Record extracts section start

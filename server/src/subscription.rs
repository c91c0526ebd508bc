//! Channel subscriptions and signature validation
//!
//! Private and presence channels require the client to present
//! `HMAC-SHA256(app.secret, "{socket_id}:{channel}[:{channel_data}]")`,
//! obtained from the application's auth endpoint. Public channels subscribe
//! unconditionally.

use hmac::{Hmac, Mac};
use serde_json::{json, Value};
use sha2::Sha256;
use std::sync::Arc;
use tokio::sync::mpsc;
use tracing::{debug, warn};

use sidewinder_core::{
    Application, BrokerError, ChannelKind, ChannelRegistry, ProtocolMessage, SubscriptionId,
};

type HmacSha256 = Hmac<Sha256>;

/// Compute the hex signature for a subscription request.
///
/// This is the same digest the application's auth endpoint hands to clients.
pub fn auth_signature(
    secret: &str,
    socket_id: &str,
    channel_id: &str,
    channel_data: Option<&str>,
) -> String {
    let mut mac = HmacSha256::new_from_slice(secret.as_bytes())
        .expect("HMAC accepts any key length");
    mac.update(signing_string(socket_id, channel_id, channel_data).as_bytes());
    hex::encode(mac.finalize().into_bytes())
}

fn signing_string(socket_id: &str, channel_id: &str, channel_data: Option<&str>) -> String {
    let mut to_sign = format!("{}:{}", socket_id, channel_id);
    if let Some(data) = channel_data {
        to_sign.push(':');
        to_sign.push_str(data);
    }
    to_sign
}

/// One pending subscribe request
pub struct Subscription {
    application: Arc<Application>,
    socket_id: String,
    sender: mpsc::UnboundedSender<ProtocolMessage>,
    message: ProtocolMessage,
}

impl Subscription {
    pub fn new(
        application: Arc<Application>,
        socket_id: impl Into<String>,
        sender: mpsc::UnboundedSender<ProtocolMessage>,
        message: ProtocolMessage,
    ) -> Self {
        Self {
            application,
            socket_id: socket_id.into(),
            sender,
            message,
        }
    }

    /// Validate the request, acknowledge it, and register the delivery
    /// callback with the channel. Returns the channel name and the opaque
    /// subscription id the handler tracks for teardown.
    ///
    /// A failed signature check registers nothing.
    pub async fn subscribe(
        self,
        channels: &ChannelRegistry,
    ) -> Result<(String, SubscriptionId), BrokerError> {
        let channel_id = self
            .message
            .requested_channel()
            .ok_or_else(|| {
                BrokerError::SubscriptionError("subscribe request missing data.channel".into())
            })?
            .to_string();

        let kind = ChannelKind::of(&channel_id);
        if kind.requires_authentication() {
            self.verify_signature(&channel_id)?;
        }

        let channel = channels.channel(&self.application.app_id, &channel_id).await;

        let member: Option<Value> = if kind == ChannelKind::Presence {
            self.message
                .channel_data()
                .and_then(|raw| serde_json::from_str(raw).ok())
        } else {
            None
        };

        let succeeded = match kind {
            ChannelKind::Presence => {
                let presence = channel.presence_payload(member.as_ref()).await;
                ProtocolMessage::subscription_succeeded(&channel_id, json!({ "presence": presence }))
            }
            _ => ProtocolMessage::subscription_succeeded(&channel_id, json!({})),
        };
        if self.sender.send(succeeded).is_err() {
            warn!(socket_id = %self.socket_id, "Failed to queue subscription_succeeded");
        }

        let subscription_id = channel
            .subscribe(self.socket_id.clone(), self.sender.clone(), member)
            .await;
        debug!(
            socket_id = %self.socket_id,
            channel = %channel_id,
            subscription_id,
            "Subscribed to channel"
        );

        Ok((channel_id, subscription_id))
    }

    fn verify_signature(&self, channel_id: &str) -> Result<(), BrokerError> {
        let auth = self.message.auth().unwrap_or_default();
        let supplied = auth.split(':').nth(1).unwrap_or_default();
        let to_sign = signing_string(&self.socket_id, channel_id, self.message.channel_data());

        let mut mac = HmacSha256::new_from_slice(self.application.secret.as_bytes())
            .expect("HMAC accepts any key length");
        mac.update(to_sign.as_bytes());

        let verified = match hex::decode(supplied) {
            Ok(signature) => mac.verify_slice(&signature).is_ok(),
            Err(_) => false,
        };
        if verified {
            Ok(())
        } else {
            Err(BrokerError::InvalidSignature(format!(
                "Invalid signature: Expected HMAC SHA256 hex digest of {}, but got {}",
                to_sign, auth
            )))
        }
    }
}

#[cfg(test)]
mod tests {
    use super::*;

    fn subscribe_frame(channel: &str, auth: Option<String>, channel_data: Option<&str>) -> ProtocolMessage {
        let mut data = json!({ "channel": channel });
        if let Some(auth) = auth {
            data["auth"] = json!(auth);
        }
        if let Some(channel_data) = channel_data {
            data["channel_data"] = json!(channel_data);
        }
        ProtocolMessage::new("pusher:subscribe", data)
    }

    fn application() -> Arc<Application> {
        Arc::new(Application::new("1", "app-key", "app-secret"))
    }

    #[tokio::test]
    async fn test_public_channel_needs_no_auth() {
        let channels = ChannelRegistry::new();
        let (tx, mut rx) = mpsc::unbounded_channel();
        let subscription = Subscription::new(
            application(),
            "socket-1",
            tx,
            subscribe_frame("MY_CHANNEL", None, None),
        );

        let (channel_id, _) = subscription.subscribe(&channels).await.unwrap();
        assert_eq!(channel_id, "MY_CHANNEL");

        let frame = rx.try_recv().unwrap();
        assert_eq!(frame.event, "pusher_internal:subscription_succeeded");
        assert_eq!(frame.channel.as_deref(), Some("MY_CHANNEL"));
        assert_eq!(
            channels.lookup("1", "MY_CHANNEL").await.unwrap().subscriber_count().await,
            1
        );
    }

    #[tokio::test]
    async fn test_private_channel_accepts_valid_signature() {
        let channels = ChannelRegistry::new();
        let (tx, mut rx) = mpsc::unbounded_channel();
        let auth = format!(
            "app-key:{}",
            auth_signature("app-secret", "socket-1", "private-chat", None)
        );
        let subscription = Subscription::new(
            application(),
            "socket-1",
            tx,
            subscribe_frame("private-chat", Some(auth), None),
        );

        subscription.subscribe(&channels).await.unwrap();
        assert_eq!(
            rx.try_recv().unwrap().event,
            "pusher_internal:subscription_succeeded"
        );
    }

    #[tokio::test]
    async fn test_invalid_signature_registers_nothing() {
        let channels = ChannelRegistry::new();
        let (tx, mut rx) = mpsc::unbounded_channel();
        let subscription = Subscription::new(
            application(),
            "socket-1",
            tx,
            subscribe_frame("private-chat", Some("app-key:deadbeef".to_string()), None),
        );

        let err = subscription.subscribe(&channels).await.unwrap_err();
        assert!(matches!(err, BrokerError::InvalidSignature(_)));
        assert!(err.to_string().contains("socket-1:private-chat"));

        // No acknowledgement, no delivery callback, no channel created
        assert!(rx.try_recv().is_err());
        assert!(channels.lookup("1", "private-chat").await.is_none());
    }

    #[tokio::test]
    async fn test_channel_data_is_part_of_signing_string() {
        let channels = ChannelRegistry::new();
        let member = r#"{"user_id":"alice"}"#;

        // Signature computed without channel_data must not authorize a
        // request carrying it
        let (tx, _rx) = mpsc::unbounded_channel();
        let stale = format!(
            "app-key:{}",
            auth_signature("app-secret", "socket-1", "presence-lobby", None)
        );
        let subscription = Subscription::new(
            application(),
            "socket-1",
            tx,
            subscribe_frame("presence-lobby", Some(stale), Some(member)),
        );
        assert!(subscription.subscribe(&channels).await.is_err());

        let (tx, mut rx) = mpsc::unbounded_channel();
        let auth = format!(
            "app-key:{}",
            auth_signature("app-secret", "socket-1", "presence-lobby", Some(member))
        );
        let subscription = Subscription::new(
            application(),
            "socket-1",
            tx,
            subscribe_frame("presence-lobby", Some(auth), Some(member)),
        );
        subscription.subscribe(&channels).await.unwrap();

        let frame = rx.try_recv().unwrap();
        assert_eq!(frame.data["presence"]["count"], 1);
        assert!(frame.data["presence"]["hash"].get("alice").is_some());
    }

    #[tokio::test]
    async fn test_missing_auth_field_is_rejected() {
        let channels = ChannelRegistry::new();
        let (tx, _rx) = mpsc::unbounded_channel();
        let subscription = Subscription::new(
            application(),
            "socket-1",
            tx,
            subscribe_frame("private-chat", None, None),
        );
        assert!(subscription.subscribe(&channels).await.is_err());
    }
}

Record extracts section end
Record extracts section start

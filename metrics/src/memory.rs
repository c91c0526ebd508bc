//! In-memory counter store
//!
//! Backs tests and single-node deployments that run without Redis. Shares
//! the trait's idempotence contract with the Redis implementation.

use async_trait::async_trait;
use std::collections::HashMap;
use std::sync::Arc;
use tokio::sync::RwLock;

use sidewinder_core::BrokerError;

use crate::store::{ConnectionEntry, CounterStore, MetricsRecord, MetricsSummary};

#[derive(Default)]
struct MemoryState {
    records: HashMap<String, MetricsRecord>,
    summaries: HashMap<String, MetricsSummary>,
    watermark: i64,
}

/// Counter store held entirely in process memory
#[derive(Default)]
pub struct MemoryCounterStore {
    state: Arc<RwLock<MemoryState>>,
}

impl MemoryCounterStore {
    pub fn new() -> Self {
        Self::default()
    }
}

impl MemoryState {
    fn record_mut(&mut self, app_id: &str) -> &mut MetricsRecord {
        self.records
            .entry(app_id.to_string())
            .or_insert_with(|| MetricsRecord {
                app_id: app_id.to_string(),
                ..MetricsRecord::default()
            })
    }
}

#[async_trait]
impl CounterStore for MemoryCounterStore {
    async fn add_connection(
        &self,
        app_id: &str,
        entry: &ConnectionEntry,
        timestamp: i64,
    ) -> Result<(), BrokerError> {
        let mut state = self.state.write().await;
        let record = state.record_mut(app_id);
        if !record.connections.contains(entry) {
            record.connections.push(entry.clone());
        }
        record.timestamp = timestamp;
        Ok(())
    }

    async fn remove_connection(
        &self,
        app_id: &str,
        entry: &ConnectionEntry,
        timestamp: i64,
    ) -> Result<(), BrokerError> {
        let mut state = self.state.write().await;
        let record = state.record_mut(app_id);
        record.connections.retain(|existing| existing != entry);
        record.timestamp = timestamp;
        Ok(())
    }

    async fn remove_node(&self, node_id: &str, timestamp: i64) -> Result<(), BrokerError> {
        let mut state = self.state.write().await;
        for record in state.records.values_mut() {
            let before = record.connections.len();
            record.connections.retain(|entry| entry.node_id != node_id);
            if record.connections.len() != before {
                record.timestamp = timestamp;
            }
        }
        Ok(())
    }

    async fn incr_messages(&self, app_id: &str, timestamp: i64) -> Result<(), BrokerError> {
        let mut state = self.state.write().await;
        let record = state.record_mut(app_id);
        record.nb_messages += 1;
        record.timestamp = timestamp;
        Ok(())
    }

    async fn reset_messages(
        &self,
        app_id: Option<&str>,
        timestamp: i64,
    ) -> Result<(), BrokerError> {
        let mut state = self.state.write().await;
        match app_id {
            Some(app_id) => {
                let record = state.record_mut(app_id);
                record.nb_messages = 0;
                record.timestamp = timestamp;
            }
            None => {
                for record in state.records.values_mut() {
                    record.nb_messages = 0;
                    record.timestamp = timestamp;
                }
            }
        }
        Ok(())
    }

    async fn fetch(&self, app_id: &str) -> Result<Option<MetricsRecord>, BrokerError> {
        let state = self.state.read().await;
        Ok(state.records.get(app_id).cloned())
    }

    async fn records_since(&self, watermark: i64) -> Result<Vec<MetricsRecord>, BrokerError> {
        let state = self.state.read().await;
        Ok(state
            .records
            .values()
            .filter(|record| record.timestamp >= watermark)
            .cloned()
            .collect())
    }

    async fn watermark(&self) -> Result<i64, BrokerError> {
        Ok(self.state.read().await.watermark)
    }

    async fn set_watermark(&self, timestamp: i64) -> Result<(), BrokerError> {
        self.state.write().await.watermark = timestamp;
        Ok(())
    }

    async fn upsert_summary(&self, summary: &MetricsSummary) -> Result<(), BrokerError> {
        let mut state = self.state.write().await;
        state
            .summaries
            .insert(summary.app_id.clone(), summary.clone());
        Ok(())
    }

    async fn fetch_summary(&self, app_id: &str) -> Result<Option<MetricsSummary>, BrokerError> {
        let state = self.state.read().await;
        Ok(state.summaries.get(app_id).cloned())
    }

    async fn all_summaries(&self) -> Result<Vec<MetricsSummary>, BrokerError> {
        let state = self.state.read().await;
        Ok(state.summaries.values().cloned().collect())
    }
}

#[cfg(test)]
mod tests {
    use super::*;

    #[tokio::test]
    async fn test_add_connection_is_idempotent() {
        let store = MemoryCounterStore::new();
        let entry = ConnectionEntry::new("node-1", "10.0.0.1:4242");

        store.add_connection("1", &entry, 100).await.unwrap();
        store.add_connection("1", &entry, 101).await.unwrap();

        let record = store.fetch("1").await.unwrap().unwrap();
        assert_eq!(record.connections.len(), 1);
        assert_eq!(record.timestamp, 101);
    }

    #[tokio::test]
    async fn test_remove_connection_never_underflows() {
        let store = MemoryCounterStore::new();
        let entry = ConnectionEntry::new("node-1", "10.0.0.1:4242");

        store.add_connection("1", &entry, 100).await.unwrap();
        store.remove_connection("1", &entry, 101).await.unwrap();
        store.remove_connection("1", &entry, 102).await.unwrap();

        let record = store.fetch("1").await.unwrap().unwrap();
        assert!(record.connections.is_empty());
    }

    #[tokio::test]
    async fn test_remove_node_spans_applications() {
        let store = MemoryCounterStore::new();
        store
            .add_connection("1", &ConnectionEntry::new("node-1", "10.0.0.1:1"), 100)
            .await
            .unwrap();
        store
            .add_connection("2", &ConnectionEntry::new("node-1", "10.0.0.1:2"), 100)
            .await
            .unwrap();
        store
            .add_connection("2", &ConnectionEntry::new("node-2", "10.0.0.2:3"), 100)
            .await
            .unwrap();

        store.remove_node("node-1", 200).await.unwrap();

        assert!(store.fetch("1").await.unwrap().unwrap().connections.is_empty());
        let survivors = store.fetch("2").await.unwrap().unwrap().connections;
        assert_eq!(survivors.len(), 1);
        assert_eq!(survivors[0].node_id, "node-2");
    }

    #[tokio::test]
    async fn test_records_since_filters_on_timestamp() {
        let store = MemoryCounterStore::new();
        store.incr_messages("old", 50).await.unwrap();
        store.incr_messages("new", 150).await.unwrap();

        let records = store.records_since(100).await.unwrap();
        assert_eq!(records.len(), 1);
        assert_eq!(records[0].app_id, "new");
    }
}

Record extracts section end
Record extracts section start

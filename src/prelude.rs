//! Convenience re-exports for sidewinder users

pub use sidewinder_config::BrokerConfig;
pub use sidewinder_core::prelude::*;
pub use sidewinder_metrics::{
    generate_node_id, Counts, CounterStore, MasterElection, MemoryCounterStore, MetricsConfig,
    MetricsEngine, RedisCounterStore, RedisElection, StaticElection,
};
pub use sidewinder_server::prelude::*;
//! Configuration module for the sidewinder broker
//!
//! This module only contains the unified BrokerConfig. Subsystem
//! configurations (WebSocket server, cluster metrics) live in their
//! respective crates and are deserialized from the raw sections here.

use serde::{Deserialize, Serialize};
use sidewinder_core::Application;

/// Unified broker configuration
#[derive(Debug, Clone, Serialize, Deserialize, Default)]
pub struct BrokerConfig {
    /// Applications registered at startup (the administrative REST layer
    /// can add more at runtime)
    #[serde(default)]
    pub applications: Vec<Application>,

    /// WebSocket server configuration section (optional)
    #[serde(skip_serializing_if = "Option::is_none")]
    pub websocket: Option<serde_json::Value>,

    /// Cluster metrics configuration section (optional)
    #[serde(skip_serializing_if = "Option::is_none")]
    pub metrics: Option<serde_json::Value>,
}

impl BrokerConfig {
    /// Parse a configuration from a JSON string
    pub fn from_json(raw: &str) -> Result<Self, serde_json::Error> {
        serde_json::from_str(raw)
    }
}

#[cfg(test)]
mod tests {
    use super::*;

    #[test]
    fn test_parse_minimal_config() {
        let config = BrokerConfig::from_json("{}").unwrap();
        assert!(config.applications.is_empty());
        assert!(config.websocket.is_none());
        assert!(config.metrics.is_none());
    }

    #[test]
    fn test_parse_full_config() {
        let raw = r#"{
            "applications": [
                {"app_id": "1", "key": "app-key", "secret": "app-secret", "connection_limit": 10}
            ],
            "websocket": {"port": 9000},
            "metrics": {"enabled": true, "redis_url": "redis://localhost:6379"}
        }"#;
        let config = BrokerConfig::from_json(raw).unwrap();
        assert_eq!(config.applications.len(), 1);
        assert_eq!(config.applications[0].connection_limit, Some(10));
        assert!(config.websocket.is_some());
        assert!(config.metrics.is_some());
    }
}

Record extracts section end

Count every line of the records that holds "digest". State the number, nothing else.

● Your solution: 2